US Muslim placed on no-fly list is unable to see his ailing mother

Saadiq LongIn April of this year, Saadiq Long, a 43-year-old African-American Muslim who now lives in Qatar, purchased a ticket on KLM Airlines to travel to Oklahoma, the state where he grew up. Long, a 10-year veteran of the US Air Force, had learned that the congestive heart failure from which his mother suffers had worsened, and she was eager to see her son. He had last seen his mother and siblings more than a decade ago, when he returned to the US in 2001, and spent months saving the money to purchase the ticket and arranging to be away from work.
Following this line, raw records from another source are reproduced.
use crate::common::TestApp;

#[tokio::test]
async fn signed_out_visitors_get_the_sign_in_page() {
    let app = TestApp::spawn().await;

    let res = app.get("/").await;

    assert_eq!(res.status, 200);
    assert!(res.text.contains("Sign in"));
    assert!(app.get("/api/session").await.body["user"].is_null());
}

#[tokio::test]
async fn any_complete_credentials_sign_in() {
    let app = TestApp::spawn().await;

    app.login("faculty", "Prof Hopper", "hopper@uni.edu").await;

    let session = app.get("/api/session").await.body;
    assert_eq!(session["role"], "faculty");
    assert_eq!(session["user"]["email"], "hopper@uni.edu");
    assert_eq!(session["submitting"], false);

    let page = app.get("/").await;
    assert!(page.text.contains("Prof Hopper"));
    assert!(page.text.contains("Overview"));
}

#[tokio::test]
async fn unknown_role_is_silently_refused() {
    let app = TestApp::spawn().await;

    let res = app
        .post_form(
            "/login",
            &[
                ("role", "superuser"),
                ("name", "Mallory"),
                ("email", "m@uni.edu"),
                ("password", "x"),
            ],
        )
        .await;

    assert_eq!(res.status, 200);
    assert!(res.text.contains("Sign in"));
    assert!(app.get("/api/session").await.body["user"].is_null());
}

#[tokio::test]
async fn blank_password_is_silently_refused() {
    let app = TestApp::spawn().await;

    let res = app
        .post_form(
            "/login",
            &[
                ("role", "admin"),
                ("name", "Mallory"),
                ("email", "m@uni.edu"),
                ("password", ""),
            ],
        )
        .await;

    assert_eq!(res.status, 200);
    assert!(app.get("/api/session").await.body["user"].is_null());
}

#[tokio::test]
async fn logout_keeps_submissions() {
    let app = TestApp::spawn().await;
    app.login("student", "Ada", "ada@uni.edu").await;
    app.submit_and_wait("CS101", "HW1", &[("a.pdf", 10)]).await;

    app.post_form("/logout", &[]).await;
    assert!(app.get("/api/session").await.body["user"].is_null());
    assert!(app.submissions("").await.is_empty());

    app.login("admin", "Root", "root@uni.edu").await;
    assert_eq!(app.submissions("").await.len(), 1);
}

#[tokio::test]
async fn enumerations_are_published() {
    let app = TestApp::spawn().await;

    let courses = app.get("/api/courses").await.body;
    assert_eq!(
        courses,
        serde_json::json!(["CS101", "ENG202", "MATH150", "PHY210"])
    );

    let statuses = app.get("/api/statuses").await.body;
    assert_eq!(
        statuses,
        serde_json::json!(["Pending", "Reviewed", "Approved", "Rejected", "Needs Changes"])
    );
}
The day before he was to travel, a KLM representative called Long and informed him that the airlines could not allow him to board the flight. That, she explained, was because the US Department of Homeland Security (DHS) had placed Long on its “no-fly list”, which bars him from flying into his own country.

Long has now spent the last six months trying to find out why he was placed on this list and what he can do to get off of it. He has had no success, unable to obtain even the most basic information about what caused his own government to deprive him of this right to travel.

He has no idea when he was put on this list, who decided to put him on it, or the reasons for his inclusion. He has never been convicted of any crime, never been indicted or charged with a crime, and until he was less than 24 hours away from boarding that KLM flight back to his childhood home, had received no notice that his own government prohibited him from flying.

As his mother’s health declines, he remains effectively barred from returning to see her. “My mother is much too sick to come visit me, as she has difficulty now even walking very short distances,” Long told me in an interview Sunday in Doha, the sleek, booming capital city of America’s close Gulf ally, where the former Senior Airman and Staff Sergeant has lived for several years.

“I don’t understand how the government can take away my right to travel without even telling me,” he said. What is most mystifying to him is that he has spent the last decade living and working, usually teaching English, in three countries that have been very close and compliant US allies: Egypt, United Arab Emirates, and now Qatar. “If the US government wanted me to question or arrest or prosecute me, they could have had me in a minute. But there are no charges, no accusations, nothing.”

As compelling as Long’s story is, it is extremely common.